I started writing this post last week and had it sitting in drafts (tentatively entitled “Fuck! A Retrospective”). When I saw the Wicked Wednesday prompt of “Twelve,” it seemed very apt for my post and a better title sprang to mind.
If you’ve read any of my other posts, you’ll likely have spotted that I’m only now feeling confident in being me, asking for my desires and allowing myself to let go and really enjoy sex. Before TSH, sex was vanilla and boring and I spent my teens and twenties desperately looking for stability and an escape route. I didn’t really know who I was or what I wanted so ended up a serial monogamist and never fully happy.
#1 Aged 16. My parents disliked him intensely and that made him more palatable in my eyes. I lost my virginity to him but I was very ambivalent about it. However, dating him got me out of the house which was a good thing.

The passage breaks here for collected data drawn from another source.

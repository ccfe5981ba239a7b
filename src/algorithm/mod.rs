// Motor de decisión: filtro -> conflictos -> solver -> proyección
pub mod conflict;
pub mod filters;
pub mod pipeline;
pub mod projector;
pub mod solver;

pub use conflict::{index_conflicts, ConflictIndex, TimeSlot};
pub use filters::{filter_candidates, CompletionState};
pub use pipeline::{optimize, Plan, RunOutcome, RunReport};
pub use projector::project;
pub use solver::{solve_selection, BackendKind, IntegerProgram, Selection};

use crate::config::PolicyConfig;
use crate::models::{Catalog, CompletionMap};

/// Atajo: ejecuta el pipeline con un backend nuevo del tipo indicado.
pub fn optimize_with(
    catalog: &Catalog,
    completion: &CompletionMap,
    policy: &PolicyConfig,
    kind: BackendKind,
) -> RunOutcome {
    let mut backend = kind.create();
    optimize(catalog, completion, policy, backend.as_mut())
}
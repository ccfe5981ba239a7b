// Funciones para parsear códigos de horario y detectar conflictos entre candidatos.
use crate::models::Course;
use serde::Serialize;
use std::collections::{BTreeMap, BTreeSet};
use std::fmt;
use tracing::debug;

/// Franja semanal fija: (día, hora). Dos cursos chocan si comparten una.
#[derive(Debug, Clone, PartialEq, Eq, Hash, PartialOrd, Ord, Serialize)]
pub struct TimeSlot {
    pub day: String,
    pub hour: u32,
}

impl fmt::Display for TimeSlot {
    fn fmt(&self, f: &mut fmt::Formatter<'_>) -> fmt::Result {
        write!(f, "{}{}", self.day, self.hour)
    }
}

/// Parsear un token ("seg8", "Ter 10", "10qua") a una franja. Se toma el
/// primer tramo contiguo de dígitos como hora y el primer tramo contiguo de
/// letras (en minúsculas) como día. Si falta alguno -> None.
pub fn parse_slot_token(token: &str) -> Option<TimeSlot> {
    let token = token.trim();
    let digits: String = token
        .chars()
        .skip_while(|c| !c.is_ascii_digit())
        .take_while(|c| c.is_ascii_digit())
        .collect();
    let letters: String = token
        .chars()
        .skip_while(|c| !c.is_alphabetic())
        .take_while(|c| c.is_alphabetic())
        .flat_map(|c| c.to_lowercase())
        .collect();
    if digits.is_empty() || letters.is_empty() {
        return None;
    }
    // una hora que no cabe en u32 se trata como token malformado
    let hour = digits.parse::<u32>().ok()?;
    Some(TimeSlot { day: letters, hour })
}

/// Parsear un código de horario completo a su conjunto de franjas.
/// Los tokens malformados se descartan en silencio.
pub fn parse_slots(code: &str, delimiter: &str) -> BTreeSet<TimeSlot> {
    let mut slots = BTreeSet::new();
    for token in code.split(delimiter).map(str::trim).filter(|t| !t.is_empty()) {
        match parse_slot_token(token) {
            Some(slot) => {
                slots.insert(slot);
            }
            None => debug!("descartando token de horario inválido {:?} en {:?}", token, code),
        }
    }
    slots
}

/// Índice de conflictos sobre la lista de candidatos (índices = posiciones
/// en esa lista).
#[derive(Debug, Clone, Default, PartialEq)]
pub struct ConflictIndex {
    /// Franjas de cada candidato.
    pub slots_by_course: Vec<BTreeSet<TimeSlot>>,
    /// Sólo franjas compartidas por 2+ candidatos (grupos de exclusión).
    pub groups_by_slot: BTreeMap<TimeSlot, Vec<usize>>,
}

impl ConflictIndex {
    pub fn group_count(&self) -> usize {
        self.groups_by_slot.len()
    }

    /// True si los candidatos `a` y `b` comparten al menos una franja.
    pub fn conflicts(&self, a: usize, b: usize) -> bool {
        match (self.slots_by_course.get(a), self.slots_by_course.get(b)) {
            (Some(sa), Some(sb)) => a != b && !sa.is_disjoint(sb),
            _ => false,
        }
    }
}

/// Construye el índice: parsea cada candidato e invierte a franja -> cursos.
pub fn index_conflicts(candidates: &[&Course], delimiter: &str) -> ConflictIndex {
    let slots_by_course: Vec<BTreeSet<TimeSlot>> = candidates
        .iter()
        .map(|c| parse_slots(&c.schedule, delimiter))
        .collect();

    let mut by_slot: BTreeMap<TimeSlot, Vec<usize>> = BTreeMap::new();
    for (idx, slots) in slots_by_course.iter().enumerate() {
        for slot in slots {
            by_slot.entry(slot.clone()).or_default().push(idx);
        }
    }
    by_slot.retain(|_, members| members.len() >= 2);

    ConflictIndex { slots_by_course, groups_by_slot: by_slot }
}

#[cfg(test)]
mod tests {
    use super::*;

    #[test]
    fn test_parse_slot_token() {
        assert_eq!(parse_slot_token("mon9"), Some(TimeSlot { day: "mon".into(), hour: 9 }));
        assert_eq!(parse_slot_token(" TUE10 "), Some(TimeSlot { day: "tue".into(), hour: 10 }));
        assert_eq!(parse_slot_token("10qua"), Some(TimeSlot { day: "qua".into(), hour: 10 }));
        assert_eq!(parse_slot_token("Sáb 8"), Some(TimeSlot { day: "sáb".into(), hour: 8 }));
        assert_eq!(parse_slot_token("mon"), None);
        assert_eq!(parse_slot_token("9"), None);
        assert_eq!(parse_slot_token("??"), None);
        assert_eq!(parse_slot_token("mon99999999999999"), None);
    }

    #[test]
    fn test_parse_slots_collapses_duplicates() {
        let slots = parse_slots("mon9, MON9, tue10, garbage", ",");
        assert_eq!(slots.len(), 2);
    }
}
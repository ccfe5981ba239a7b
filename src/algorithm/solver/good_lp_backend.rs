use super::{Comparison, IntegerProgram, LinearModel, LinearConstraint, SolveStatus, VarId};
use good_lp::{constraint, microlp, variable, Expression, ProblemVariables, ResolutionError, Solution, SolverModel, Variable};
use tracing::{info, warn};

/// Backend sobre `good_lp` con el solver MIP puro-Rust `microlp`.
#[derive(Debug, Default)]
pub struct GoodLpBackend {
    model: LinearModel,
    values: Option<Vec<f64>>,
}

impl GoodLpBackend {
    pub fn new() -> Self {
        Self::default()
    }
}

fn to_expression(terms: &[(VarId, f64)], vars: &[Variable]) -> Expression {
    terms.iter().map(|(v, coef)| *coef * vars[v.0]).sum()
}

impl IntegerProgram for GoodLpBackend {
    fn add_binary_variable(&mut self, name: &str) -> VarId {
        self.values = None;
        self.model.add_variable(name)
    }

    fn add_constraint(&mut self, constraint: LinearConstraint) {
        self.values = None;
        self.model.constraints.push(constraint);
    }

    fn set_objective(&mut self, terms: Vec<(VarId, f64)>) {
        self.values = None;
        self.model.objective = terms;
    }

    fn solve(&mut self) -> SolveStatus {
        let start = std::time::Instant::now();
        let mut problem = ProblemVariables::new();
        let vars: Vec<Variable> = self
            .model
            .names
            .iter()
            .map(|name| problem.add(variable().binary().name(name.clone())))
            .collect();

        let objective = to_expression(&self.model.objective, &vars);
        let mut model = problem.maximise(objective).using(microlp);
        for c in &self.model.constraints {
            let lhs = to_expression(&c.terms, &vars);
            let rhs = c.rhs;
            model = match c.cmp {
                Comparison::LessEq => model.with(constraint!(lhs <= rhs)),
                Comparison::GreaterEq => model.with(constraint!(lhs >= rhs)),
                Comparison::Equal => model.with(constraint!(lhs == rhs)),
            };
        }

        match model.solve() {
            Ok(solution) => {
                self.values = Some(vars.iter().map(|v| solution.value(*v)).collect());
                info!("good_lp: solución en {:.2?}", start.elapsed());
                SolveStatus::Optimal
            }
            Err(ResolutionError::Infeasible) => SolveStatus::Infeasible,
            Err(ResolutionError::Unbounded) => SolveStatus::Unbounded,
            Err(e) => {
                warn!("good_lp falló: {}", e);
                SolveStatus::Fault(e.to_string())
            }
        }
    }

    fn value(&self, var: VarId) -> Option<f64> {
        self.values.as_ref().and_then(|vals| vals.get(var.0).copied())
    }
}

#2 I thought he was “the one.” We were 17 and he gave me a stability I’d never previously had. We were together until uni, then got back together in my second year but it didn’t quite work out when he went off with my then best friend. After I graduated, we started dating again but he loved someone else so ended it.

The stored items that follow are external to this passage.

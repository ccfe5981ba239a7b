use actix_web::{web, HttpResponse};
use serde_json::json;
use std::collections::HashMap;
use crate::server::AppState;

/// GET /runs?limit=20
/// Últimas ejecuciones registradas en el log de auditoría.
pub async fn runs_handler(state: web::Data<AppState>, query: web::Query<HashMap<String, String>>) -> HttpResponse {
    let limit = query
        .get("limit")
        .and_then(|s| s.trim().parse::<usize>().ok())
        .unwrap_or(20)
        .min(500);

    let db_path = match state.audit_db.clone() {
        Some(p) => p,
        None => return HttpResponse::ServiceUnavailable().json(json!({"error": "audit log is disabled"})),
    };

    let result = web::block(move || -> Result<Vec<crate::audit::RunRow>, String> {
        let conn = crate::audit::open_audit_db(&db_path).map_err(|e| e.to_string())?;
        crate::audit::recent_runs(&conn, limit).map_err(|e| e.to_string())
    })
    .await;

    match result {
        Ok(Ok(rows)) => HttpResponse::Ok().json(json!({"runs": rows})),
        Ok(Err(e)) => HttpResponse::InternalServerError().json(json!({"error": format!("failed to read runs: {}", e)})),
        Err(e) => HttpResponse::InternalServerError().json(json!({"error": format!("task join error: {}", e)})),
    }
}
pub mod catalog;
pub mod docs;
pub mod optimize;
pub mod runs;

pub use catalog::*;
pub use docs::*;
pub use optimize::*;
pub use runs::*;
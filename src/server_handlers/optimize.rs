use actix_web::http::header;
use actix_web::{web, HttpResponse};
use serde_json::json;
use crate::algorithm::{optimize_with, RunOutcome};
use crate::api_json::parse_optimize_request;
use crate::error::PlanError;
use crate::server::AppState;
use tracing::warn;

fn error_response(err: &PlanError) -> HttpResponse {
    let body = json!({"status": "error", "kind": err.kind(), "error": err.to_string()});
    match err {
        PlanError::EmptyCandidateSet | PlanError::Infeasible { .. } => HttpResponse::UnprocessableEntity().json(body),
        PlanError::InvalidPolicy(_) => HttpResponse::BadRequest().json(body),
        PlanError::SolverFault(_) => HttpResponse::InternalServerError().json(body),
    }
}

/// Parsea, resuelve en un hilo bloqueante (con semáforo) y registra la
/// ejecución en el log de auditoría.
async fn run_request(state: &web::Data<AppState>, body: &str) -> Result<RunOutcome, HttpResponse> {
    let req = parse_optimize_request(body)
        .map_err(|e| HttpResponse::BadRequest().json(json!({"status": "error", "error": format!("failed to parse input: {}", e)})))?;

    let completion = req.completion_map();
    let policy = req.policy.unwrap_or_else(|| state.policy.clone());
    let backend = state.backend;
    let catalog = state.catalog.clone();

    let permit = state
        .solver_slots
        .clone()
        .acquire_owned()
        .await
        .map_err(|_| HttpResponse::InternalServerError().json(json!({"status": "error", "error": "failed to acquire semaphore"})))?;

    let outcome = tokio::task::spawn_blocking(move || {
        let _permit = permit;
        optimize_with(&catalog, &completion, &policy, backend)
    })
    .await
    .map_err(|e| HttpResponse::InternalServerError().json(json!({"status": "error", "error": format!("task join error: {}", e)})))?;

    if let Some(db_path) = state.audit_db.clone() {
        let report = outcome.report.clone();
        tokio::task::spawn_blocking(move || {
            let res = crate::audit::open_audit_db(&db_path)
                .and_then(|conn| crate::audit::record_run(&conn, &report).map_err(|e| e.into()));
            if let Err(e) = res {
                warn!("no se pudo registrar la ejecución: {}", e);
            }
        });
    }

    Ok(outcome)
}

/// POST /optimize
pub async fn optimize_handler(state: web::Data<AppState>, body: String) -> HttpResponse {
    let outcome = match run_request(&state, &body).await {
        Ok(o) => o,
        Err(resp) => return resp,
    };
    match &outcome.result {
        Ok(plan) => HttpResponse::Ok().json(json!({
            "status": outcome.report.status,
            "elapsed_ms": outcome.report.elapsed.as_secs_f64() * 1000.0,
            "objective": plan.objective,
            "candidate_count": plan.candidate_count,
            "courses": plan.courses,
        })),
        Err(e) => error_response(e),
    }
}

/// POST /optimize/csv: misma entrada, devuelve la grade como CSV.
pub async fn optimize_csv_handler(state: web::Data<AppState>, body: String) -> HttpResponse {
    let outcome = match run_request(&state, &body).await {
        Ok(o) => o,
        Err(resp) => return resp,
    };
    match &outcome.result {
        Ok(plan) => HttpResponse::Ok()
            .content_type("text/csv; charset=utf-8")
            .insert_header((
                header::CONTENT_DISPOSITION,
                format!("attachment; filename=\"{}\"", crate::export::DEFAULT_FILE_NAME),
            ))
            .body(crate::export::to_delimited(&plan.courses, ',')),
        Err(e) => error_response(e),
    }
}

#3 The one I fancied and was brave about contacting. We were great friends for a while; he introduced me to a whole world of music that I didn’t know existed and I loved visiting him in London, just to get away from it all and spend time with him. Sex was a massive let down though and over in seconds. And in the end, I realised I didn’t mean that much to him so walked away.

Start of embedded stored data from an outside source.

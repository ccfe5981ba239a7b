use actix_cors::Cors;
use actix_web::{web, App, HttpServer};
use crate::algorithm::BackendKind;
use crate::config::{PolicyConfig, ServerConfig};
use crate::models::Catalog;
use crate::server_handlers::{catalog_handler, help_handler, optimize_csv_handler, optimize_handler, runs_handler};
use std::path::PathBuf;
use std::sync::Arc;
use tokio::sync::Semaphore;
use tracing::{info, warn};

/// Estado compartido (sólo lectura) entre peticiones.
pub struct AppState {
    pub catalog: Arc<Catalog>,
    pub policy: PolicyConfig,
    pub backend: BackendKind,
    pub audit_db: Option<PathBuf>,
    /// Limita las resoluciones simultáneas al número de CPUs.
    pub solver_slots: Arc<Semaphore>,
}

impl AppState {
    pub fn new(catalog: Catalog, policy: PolicyConfig, backend: BackendKind, audit_db: Option<PathBuf>) -> Self {
        let procs = std::cmp::max(1, num_cpus::get());
        AppState {
            catalog: Arc::new(catalog),
            policy,
            backend,
            audit_db,
            solver_slots: Arc::new(Semaphore::new(procs)),
        }
    }
}

/// Registra todas las rutas. Separado para poder montarlo en tests.
pub fn configure(cfg: &mut web::ServiceConfig) {
    cfg.route("/catalog", web::get().to(catalog_handler))
        .route("/optimize", web::post().to(optimize_handler))
        .route("/optimize/csv", web::post().to(optimize_csv_handler))
        .route("/runs", web::get().to(runs_handler))
        .route("/help", web::get().to(help_handler));
}

pub async fn run_server(config: ServerConfig) -> std::io::Result<()> {
    let catalog = crate::ingest::load_catalog(&config.catalog_path, config.sheet.as_deref())
        .map_err(|e| std::io::Error::new(std::io::ErrorKind::InvalidData, e.to_string()))?;

    let audit_db = match crate::audit::open_audit_db(&config.audit_db) {
        Ok(_) => Some(config.audit_db.clone()),
        Err(e) => {
            warn!("log de auditoría deshabilitado: no se pudo abrir {}: {}", config.audit_db.display(), e);
            None
        }
    };

    let state = web::Data::new(AppState::new(catalog, PolicyConfig::from_env(), config.backend, audit_db));
    info!("escuchando en http://{} (backend: {})", config.bind, config.backend);

    HttpServer::new(move || {
        App::new()
            .wrap(Cors::permissive())
            .app_data(state.clone())
            .configure(configure)
    })
    .bind(config.bind.as_str())?
    .run()
    .await
}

#4 First year at Uni. I got bullied in halls of residence and #4 was an escape from that, if somewhat dull.
#5 The mad Irishman. He liked me because I wasn’t fully English in his eyes (16th Eastern European if you trace back my family tree) and that made me okay. He was totally different from anyone I’d ever met and provided me with this but then never followed it up.
#6 The closest I ever came to a one night stand. A big group of us were going out and I’d planned to stay over on his sofa. Another friend started flirting with him and I had (in my drunken state) visions of having to lie awake listening to their sex noises all night. So I did something about it and flirted harder. I should have just left them to it in hindsight!
#7 The alcoholic ex-fiancé. When he was sober he was lovely and I didn’t realise he was an alcoholic because it was disguised by heavy drinking at uni. At the point we split up, I could drink two bottles of wine in one sitting and it not hit the sides. It was over the moment he nearly hit me. I realised what was about to happen and thankfully was sober, with my car keys in my hand so ran.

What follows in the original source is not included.